Updated: October 1, 2010 at 12:00 am
Be glad you don’t live on Parker Street near its intersection with Fillmore Street.
About 30 or so homeowners on Parker are staring down the barrel of a construction project that threatens to bring turmoil to their Mesa Springs neighborhood.
Colorado Springs traffic engineers are in the final stages of picking a design for rebuilding the nasty intersection of Fillmore, Chestnut Street and the exit/entrance ramps onto Interstate 25. The solution has Parker, a block west, in the crosshairs.
In fact, planners want your help. They’ve posted a survey online (I posted a link on my blog) to solicit input from folks who live in the area or suffer as commuters. If you’ve ever driven the asphalt spider’s web, you know what I’m talking about.
It’s one of those places were city streets were built too close to I-25. The result is a confusing and dangerous mess.
Motorists often sit through traffic lights, or try to enter the intersection when it’s not their turn, because so many signals point in the same directions.
“It’s just a headache,” said Carol Gravenstein, a longtime Mesa Springs resident. “You never know when it’s your turn to go.”

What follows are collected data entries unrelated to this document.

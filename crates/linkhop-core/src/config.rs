use anyhow::{Context, Result};
use serde::{Deserialize, Serialize};
use std::fs;
use std::path::{Path, PathBuf};
use std::time::Duration;

use crate::probe::{TransportKind, TransportSettings};
use crate::resolver::ResolverOptions;

/// Seed the forwarding endpoint resolves when none is configured.
pub const DEFAULT_SEED_URL: &str = "http://sourceforge.net/p/nestededitor/code/";

/// Probe limits (optional `[probe]` section in config.toml).
#[derive(Debug, Clone, Serialize, Deserialize)]
#[serde(default)]
pub struct ProbeConfig {
    /// TCP connect timeout in seconds.
    pub connect_timeout_secs: u64,
    /// Per-probe timeout in seconds.
    pub timeout_secs: u64,
    /// Largest header block the socket transport will buffer.
    pub max_header_bytes: usize,
    /// Optional `User-Agent` sent with each probe.
    pub user_agent: Option<String>,
}

impl Default for ProbeConfig {
    fn default() -> Self {
        Self {
            connect_timeout_secs: 5,
            timeout_secs: 5,
            max_header_bytes: 64 * 1024,
            user_agent: None,
        }
    }
}

/// Forwarding endpoint settings (optional `[server]` section).
#[derive(Debug, Clone, Serialize, Deserialize)]
#[serde(default)]
pub struct ServerConfig {
    /// Address the endpoint binds to.
    pub listen: String,
    /// Status used for the final redirect to the visitor. Must be 3xx.
    pub redirect_status: u16,
}

impl Default for ServerConfig {
    fn default() -> Self {
        Self {
            listen: "127.0.0.1:8080".to_string(),
            redirect_status: 302,
        }
    }
}

/// Global configuration loaded from `~/.config/linkhop/config.toml`.
#[derive(Debug, Clone, Serialize, Deserialize)]
#[serde(default)]
pub struct LinkhopConfig {
    /// URL whose redirect chain the endpoint resolves.
    pub seed_url: String,
    /// Maximum redirects followed per resolution.
    pub max_hops: u32,
    /// Probe transport: "curl" (default) or "socket".
    pub transport: TransportKind,
    /// Join relative `Location` values against the current URL.
    pub resolve_relative_locations: bool,
    pub probe: ProbeConfig,
    pub server: ServerConfig,
}

impl Default for LinkhopConfig {
    fn default() -> Self {
        Self {
            seed_url: DEFAULT_SEED_URL.to_string(),
            max_hops: 20,
            transport: TransportKind::default(),
            resolve_relative_locations: true,
            probe: ProbeConfig::default(),
            server: ServerConfig::default(),
        }
    }
}

impl LinkhopConfig {
    pub fn transport_settings(&self) -> TransportSettings {
        TransportSettings {
            connect_timeout: Duration::from_secs(self.probe.connect_timeout_secs),
            timeout: Duration::from_secs(self.probe.timeout_secs),
            max_header_bytes: self.probe.max_header_bytes,
            user_agent: self.probe.user_agent.clone(),
        }
    }

    pub fn resolver_options(&self) -> ResolverOptions {
        ResolverOptions {
            max_hops: self.max_hops,
            resolve_relative: self.resolve_relative_locations,
        }
    }

    /// Reject values the resolver or endpoint cannot work with.
    pub fn validate(&self) -> Result<()> {
        if !(300..=399).contains(&self.server.redirect_status) {
            anyhow::bail!(
                "server.redirect_status must be 3xx, got {}",
                self.server.redirect_status
            );
        }
        if self.probe.max_header_bytes == 0 {
            anyhow::bail!("probe.max_header_bytes must be > 0");
        }
        Ok(())
    }
}

pub fn config_path() -> Result<PathBuf> {
    let xdg_dirs = xdg::BaseDirectories::with_prefix("linkhop")?;
    Ok(xdg_dirs.place_config_file("config.toml")?)
}

/// Load configuration from disk, creating a default file if none exists.
pub fn load_or_init() -> Result<LinkhopConfig> {
    load_or_init_at(&config_path()?)
}

/// Like [`load_or_init`] but for an explicit path.
pub fn load_or_init_at(path: &Path) -> Result<LinkhopConfig> {
    if !path.exists() {
        let default_cfg = LinkhopConfig::default();
        let toml = toml::to_string_pretty(&default_cfg)?;
        if let Some(parent) = path.parent() {
            fs::create_dir_all(parent)?;
        }
        fs::write(path, toml)?;
        tracing::info!("created default config at {}", path.display());
        return Ok(default_cfg);
    }

    let data = fs::read_to_string(path)?;
    let cfg: LinkhopConfig =
        toml::from_str(&data).with_context(|| format!("parsing {}", path.display()))?;
    cfg.validate()?;
    Ok(cfg)
}

#[cfg(test)]
mod tests {
    use super::*;

    #[test]
    fn default_config_values() {
        let cfg = LinkhopConfig::default();
        assert_eq!(cfg.seed_url, DEFAULT_SEED_URL);
        assert_eq!(cfg.max_hops, 20);
        assert_eq!(cfg.transport, TransportKind::Curl);
        assert!(cfg.resolve_relative_locations);
        assert_eq!(cfg.probe.timeout_secs, 5);
        assert_eq!(cfg.probe.max_header_bytes, 65536);
        assert_eq!(cfg.server.redirect_status, 302);
        assert!(cfg.validate().is_ok());
    }

    #[test]
    fn config_toml_roundtrip() {
        let cfg = LinkhopConfig::default();
        let toml = toml::to_string_pretty(&cfg).unwrap();
        let parsed: LinkhopConfig = toml::from_str(&toml).unwrap();
        assert_eq!(parsed.seed_url, cfg.seed_url);
        assert_eq!(parsed.max_hops, cfg.max_hops);
        assert_eq!(parsed.server.listen, cfg.server.listen);
    }

    #[test]
    fn config_toml_partial_uses_defaults() {
        let toml = r#"
            seed_url = "https://example.org/start"
            transport = "socket"

            [probe]
            timeout_secs = 2
        "#;
        let cfg: LinkhopConfig = toml::from_str(toml).unwrap();
        assert_eq!(cfg.seed_url, "https://example.org/start");
        assert_eq!(cfg.transport, TransportKind::Socket);
        assert_eq!(cfg.max_hops, 20);
        assert_eq!(cfg.probe.timeout_secs, 2);
        assert_eq!(cfg.probe.connect_timeout_secs, 5);
        assert_eq!(cfg.server.redirect_status, 302);
    }

    #[test]
    fn transport_settings_and_resolver_options() {
        let toml = r#"
            max_hops = 7
            resolve_relative_locations = false

            [probe]
            connect_timeout_secs = 1
            timeout_secs = 3
            max_header_bytes = 8192
            user_agent = "linkhop-test"
        "#;
        let cfg: LinkhopConfig = toml::from_str(toml).unwrap();
        let s = cfg.transport_settings();
        assert_eq!(s.connect_timeout, Duration::from_secs(1));
        assert_eq!(s.timeout, Duration::from_secs(3));
        assert_eq!(s.max_header_bytes, 8192);
        assert_eq!(s.user_agent.as_deref(), Some("linkhop-test"));
        let o = cfg.resolver_options();
        assert_eq!(o.max_hops, 7);
        assert!(!o.resolve_relative);
    }

    #[test]
    fn non_redirect_status_rejected() {
        let mut cfg = LinkhopConfig::default();
        cfg.server.redirect_status = 200;
        assert!(cfg.validate().is_err());
        cfg.server.redirect_status = 307;
        assert!(cfg.validate().is_ok());
    }

    #[test]
    fn load_or_init_writes_default_then_reads_it() {
        let dir = tempfile::tempdir().unwrap();
        let path = dir.path().join("nested").join("config.toml");
        let first = load_or_init_at(&path).unwrap();
        assert!(path.exists());
        std::fs::write(&path, "max_hops = 3\n").unwrap();
        let second = load_or_init_at(&path).unwrap();
        assert_eq!(first.max_hops, 20);
        assert_eq!(second.max_hops, 3);
    }

    #[test]
    fn load_rejects_bad_status() {
        let dir = tempfile::tempdir().unwrap();
        let path = dir.path().join("config.toml");
        std::fs::write(&path, "[server]\nredirect_status = 404\n").unwrap();
        assert!(load_or_init_at(&path).is_err());
    }
}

(See photos and maps on my blog.)
Everyone agrees the intersection is a disaster. But that’s where the agreement ends.
“None of the plans really are very good,” Carol said. “They don’t have the money to do what really needs to be done.”
Engineers want to simplify the intersection by removing Chestnut from the equation. But it is the only route north for students who live in Mesa Springs, south of Fillmore, and attend Jackson Elementary School in Holland Park neighborhood.
Also, an American Furniture Warehouse store on Chestnut, south of Fillmore, relies on access to I-25.
That’s where Parker comes into play. Months of study and small neighborhood meetings narrowed seven alternative approaches to three, said Tim Roberts, a senior city transportation planner.
The preferred solution calls for burying Chestnut under a new bridge on Fillmore and creating a bypass using Parker.
“It seems to be the best solution,” Roberts said. “It would keep Chestnut open and provide the most benefit to everyone. But it’s also the most expensive. And we don’t have the money.”
Unless the state agrees to help fund it, the city may simply close Chestnut at Fillmore. That plan still requires a Parker bypass.
But a bypass requires buying at least three homes to punch west from Chestnut and north on Parker.
In addition, Parker would be turned into a dead-end south of the bypass.
“My big prayer is that they take my home so I can get the heck out,” said Ruth Wagner, an 11-year Parker resident who would be the last house on the cul de sac, next to the bypass. “Please get me out of here.”